How Do the Experts Become Experts?

  • Comments posted to this topic are about the item How Do the Experts Become Experts?

    Aunt Kathi Data Platform MVP
    Author of Expert T-SQL Window Functions
    Simple-Talk Editor

  • When I was in my 20s, I worked with a bloke who had retired twice, got bored twice and gone back to work each time.  He was full of wisdom.  His summation of the stages of someone's career was

    • Getting into the S*** (Junior)
    • Learning to get out of the S***
    • Learning to avoid the S*** (Senior)
    • Delegating the S*** (Principle)

    He taught me that there is a lot of cross-pollination between disciplines within a business.  The best thing you can do is to embrace the opportunities for cross-pollination.  It's the things you learn around your discipline that strengthen your core.

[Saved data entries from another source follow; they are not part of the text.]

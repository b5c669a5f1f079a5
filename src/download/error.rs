//! Download error taxonomy and extractor diagnostic classification.
//!
//! yt-dlp reports failures as free-form text, so classification is
//! substring matching against known upstream messages. The pattern tables
//! below are the single place that matching lives; every known upstream
//! wording has a test fixture so a silent upstream change degrades loudly.

use crate::config::MAX_ERROR_DISPLAY_CHARS;
use crate::utils::truncate_str;
use thiserror::Error;

/// Diagnostic substrings indicating expired or missing authentication
const CREDENTIAL_PATTERNS: &[&str] = &["unreachable", "login", "sign in"];

/// Diagnostic substrings indicating deleted or private content
const UNAVAILABLE_PATTERNS: &[&str] = &["video unavailable"];

/// Errors produced by the extraction and resolution stages
#[derive(Debug, Error)]
pub enum DownloadError {
    /// Extraction needs a fresh cookies file
    #[error("cookies expired or invalid")]
    CredentialsExpired,

    /// Content deleted, private, or otherwise gone
    #[error("content unavailable")]
    ContentUnavailable,

    /// Extractor reported success but the run produced no usable files
    #[error("download completed but no files were found")]
    NoArtifacts,

    /// Extraction exceeded the configured time budget and was killed
    #[error("extraction timed out after {0} seconds")]
    Timeout(u64),

    /// Any other extractor failure, carrying the raw diagnostic
    #[error("download error: {0}")]
    Extractor(String),

    /// The yt-dlp binary could not be launched
    #[error("failed to launch yt-dlp: {0}")]
    Spawn(#[source] std::io::Error),

    /// Filesystem fault while resolving artifacts
    #[error(transparent)]
    Io(#[from] std::io::Error),
}

/// Map free-form extractor diagnostic text to a download error.
///
/// Matching is case-insensitive. Unrecognized text becomes
/// [`DownloadError::Extractor`] with the diagnostic preserved verbatim.
#[must_use]
pub fn classify(diagnostic: &str) -> DownloadError {
    let lower = diagnostic.to_lowercase();
    if CREDENTIAL_PATTERNS.iter().any(|p| lower.contains(p)) {
        DownloadError::CredentialsExpired
    } else if UNAVAILABLE_PATTERNS.iter().any(|p| lower.contains(p)) {
        DownloadError::ContentUnavailable
    } else {
        DownloadError::Extractor(diagnostic.to_string())
    }
}

impl DownloadError {
    /// User-facing HTML message for this failure.
    ///
    /// Raw diagnostics are truncated to [`MAX_ERROR_DISPLAY_CHARS`] and
    /// HTML-escaped before display; the full text is only ever logged.
    #[must_use]
    pub fn user_message(&self) -> String {
        match self {
            Self::CredentialsExpired => "⚠️ <b>Cookies Expired or Invalid</b>\n\n\
                 Please update the <code>COOKIES_CONTENT</code> variable and restart the bot."
                .to_string(),
            Self::ContentUnavailable => "⚠️ <b>Content Unavailable</b>\n\n\
                 The story/video might have been deleted or is private."
                .to_string(),
            Self::NoArtifacts => {
                "❌ Download completed but no files were found.".to_string()
            }
            Self::Timeout(secs) => {
                format!("❌ Download timed out after {secs} seconds. Please try again.")
            }
            Self::Extractor(msg) => {
                let shown = html_escape::encode_text(&truncate_str(msg, MAX_ERROR_DISPLAY_CHARS))
                    .to_string();
                format!("❌ <b>Download Error:</b>\n<code>{shown}...</code>")
            }
            Self::Spawn(_) | Self::Io(_) => {
                "❌ An internal error occurred. Please try again later.".to_string()
            }
        }
    }
}

#[cfg(test)]
mod tests {
    use super::*;

    // One fixture per known upstream message, so wording changes in yt-dlp
    // show up as test failures instead of silent Generic degradation.

    #[test]
    fn test_sign_in_classifies_as_credentials() {
        let err = classify("ERROR: [Instagram] Sign in to confirm you're not a bot");
        assert!(matches!(err, DownloadError::CredentialsExpired));
    }

    #[test]
    fn test_login_required_classifies_as_credentials() {
        let err = classify("ERROR: [Instagram] abc: login required to access this content");
        assert!(matches!(err, DownloadError::CredentialsExpired));
    }

    #[test]
    fn test_unreachable_classifies_as_credentials() {
        let err = classify("ERROR: This webpage is unreachable");
        assert!(matches!(err, DownloadError::CredentialsExpired));
    }

    #[test]
    fn test_video_unavailable_classifies_as_content_unavailable() {
        let err = classify("ERROR: Video unavailable");
        assert!(matches!(err, DownloadError::ContentUnavailable));
    }

    #[test]
    fn test_classification_is_case_insensitive() {
        assert!(matches!(
            classify("SIGN IN to continue"),
            DownloadError::CredentialsExpired
        ));
        assert!(matches!(
            classify("video UNAVAILABLE"),
            DownloadError::ContentUnavailable
        ));
    }

    #[test]
    fn test_unknown_text_is_generic() {
        let err = classify("ERROR: Unsupported URL: https://example.com");
        match err {
            DownloadError::Extractor(msg) => {
                assert_eq!(msg, "ERROR: Unsupported URL: https://example.com");
            }
            other => panic!("expected Extractor, got {other:?}"),
        }
    }

    #[test]
    fn test_generic_message_is_truncated_for_display() {
        let long = "x".repeat(500);
        let err = classify(&long);
        let shown = err.user_message();
        // Bounded display: 100 chars of diagnostic plus fixed framing
        assert!(shown.contains(&"x".repeat(MAX_ERROR_DISPLAY_CHARS)));
        assert!(!shown.contains(&"x".repeat(MAX_ERROR_DISPLAY_CHARS + 1)));
    }

    #[test]
    fn test_generic_message_is_html_escaped() {
        let err = classify("failed <tag> & co");
        let shown = err.user_message();
        assert!(shown.contains("&lt;tag&gt;"));
        assert!(!shown.contains("<tag>"));
    }

    #[test]
    fn test_credentials_message_mentions_cookies() {
        let msg = DownloadError::CredentialsExpired.user_message();
        assert!(msg.contains("COOKIES_CONTENT"));
    }
}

    I learned lots at SQL Bits and exponentially more at Q-Con because these exposed me to ideas and concepts that I would not have experienced in my normal work.

    Being known for a breadth of experience tends to result in opportunities for yet more experience.

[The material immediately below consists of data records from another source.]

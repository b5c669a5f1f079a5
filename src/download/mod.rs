/// Run identifiers, artifacts, and media-kind classification
pub mod artifact;
/// Best-effort deletion of downloaded artifacts
pub mod cleanup;
/// Download error taxonomy and extractor diagnostic classification
pub mod error;
/// Discovery of the files one extraction run produced
pub mod resolve;
/// Instagram link recognition and extraction
pub mod url;
/// yt-dlp extraction adapter
pub mod ytdlp;

pub use artifact::{Artifact, MediaKind, RunId};
pub use error::DownloadError;
pub use ytdlp::{Extractor, ExtractorConfig};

    Learn to hear to listen rather as opposed to hearing for the gap so you can speak.  There are times to demonstrate expertise (a few) and times to absorb it (many).

    There's a saying, "Teach once, learn twice".  I've found that to be true.  There's also the saying that it is OK to hold strong opinions, but hold them loosely.

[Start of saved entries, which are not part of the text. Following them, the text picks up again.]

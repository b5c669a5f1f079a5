//! Configuration and settings management
//!
//! Loads settings from environment variables and defines process constants.

use config::{Config, ConfigError, Environment, File};
use serde::{Deserialize, Serialize};

/// Application settings loaded from environment variables
#[derive(Debug, Deserialize, Serialize, Clone)]
pub struct Settings {
    /// Telegram application identifier
    pub api_id: String,

    /// Telegram application secret
    pub api_hash: String,

    /// Telegram Bot API token
    pub bot_token: String,

    /// Netscape cookies file content, materialized to [`COOKIES_FILE`] at
    /// startup. Needed for stories and private content.
    pub cookies_content: Option<String>,
}

impl Settings {
    /// Create new settings by loading from environment and files
    ///
    /// # Errors
    ///
    /// Returns a `ConfigError` if loading fails or a required value is missing.
    pub fn new() -> Result<Self, ConfigError> {
        let run_mode = std::env::var("RUN_MODE").unwrap_or_else(|_| "development".into());

        let s = Config::builder()
            // Start off by merging in the "default" configuration file
            .add_source(File::with_name("config/default").required(false))
            // Add in the current environment file
            .add_source(File::with_name(&format!("config/{run_mode}")).required(false))
            // Add in a local configuration file
            // This file shouldn't be checked into git
            .add_source(File::with_name("config/local").required(false))
            // Add in settings from environment variables directly
            // Note: Environment::default() auto-converts UPPER_SNAKE_CASE to snake_case
            // ignore_empty treats empty env vars as unset
            .add_source(Environment::default().ignore_empty(true))
            .build()?;

        let mut settings: Self = s.try_deserialize()?;

        // Fallback: the config crate can miss direct env vars depending on
        // shell casing, so check them explicitly before giving up
        if settings.cookies_content.is_none() {
            if let Ok(val) = std::env::var("COOKIES_CONTENT") {
                if !val.is_empty() {
                    settings.cookies_content = Some(val);
                }
            }
        }

        Ok(settings)
    }
}

#[cfg(test)]
mod tests {
    use super::*;
    use std::env;

    // Tests run sequentially to avoid environment variable race conditions
    #[test]
    fn test_config_env_loading() -> Result<(), Box<dyn std::error::Error>> {
        env::set_var("API_ID", "12345");
        env::set_var("API_HASH", "abcdef");
        env::set_var("BOT_TOKEN", "dummy_token");

        let settings = Settings::new()?;
        assert_eq!(settings.api_id, "12345");
        assert_eq!(settings.bot_token, "dummy_token");
        assert_eq!(settings.cookies_content, None);

        // Empty env var is treated as unset
        env::set_var("COOKIES_CONTENT", "");
        let settings = Settings::new()?;
        assert_eq!(settings.cookies_content, None);

        env::set_var("COOKIES_CONTENT", "# Netscape HTTP Cookie File");
        let settings = Settings::new()?;
        assert_eq!(
            settings.cookies_content,
            Some("# Netscape HTTP Cookie File".to_string())
        );

        env::remove_var("API_ID");
        env::remove_var("API_HASH");
        env::remove_var("BOT_TOKEN");
        env::remove_var("COOKIES_CONTENT");

        // Missing required values fail the load
        assert!(Settings::new().is_err());
        Ok(())
    }
}

/// Directory for transient downloaded media, created at startup
pub const DOWNLOAD_DIR: &str = "downloads";

/// Cookies file path used by the extractor when present on disk
pub const COOKIES_FILE: &str = "cookies.txt";

/// Maximum total size of one request's artifacts (2 GiB, the practical
/// Telegram upload ceiling)
pub const MAX_TOTAL_SIZE_BYTES: u64 = 2 * 1024 * 1024 * 1024;

/// Maximum characters of a raw extractor diagnostic shown to the user
pub const MAX_ERROR_DISPLAY_CHARS: usize = 100;

/// Hard timeout for one yt-dlp run
pub const EXTRACTION_TIMEOUT_SECS: u64 = 300;

/// Maximum yt-dlp processes running at once
pub const MAX_CONCURRENT_EXTRACTIONS: usize = 4;

/// Browser identity sent to Instagram; some image variants are only served
/// to a desktop user agent
pub const EXTRACTOR_USER_AGENT: &str = "Mozilla/5.0 (Windows NT 10.0; Win64; x64) AppleWebKit/537.36 (KHTML, like Gecko) Chrome/120.0.0.0 Safari/537.36";

/// Referer header for outbound extraction requests
pub const EXTRACTOR_REFERER: &str = "https://www.instagram.com/";

// Telegram API retry configuration
/// Max attempts for retryable Telegram operations
pub const TELEGRAM_API_MAX_RETRIES: usize = 3;
/// Initial backoff delay in milliseconds
pub const TELEGRAM_API_INITIAL_BACKOFF_MS: u64 = 500;
/// Maximum backoff delay in milliseconds
pub const TELEGRAM_API_MAX_BACKOFF_MS: u64 = 4000;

  • Digging in and experimenting.  I did that quite a bit early in my career to learn the finer aspects of Access (that was a thing in the 90s) and MSSQL.

  • Short answer: the F5 button.

    Back in the day, like the 90's, I worked for a music "record label" where the talent reps could send an email to request@datalab.xyx (not the real domain which I forget anyway) with requests for data.  Many days there were maybe a dozen different requests for every kind of data shape imaginable, and some I couldn't imagine.  I wrote many hundreds or maybe thousands of queries in Oracle PL/SQL.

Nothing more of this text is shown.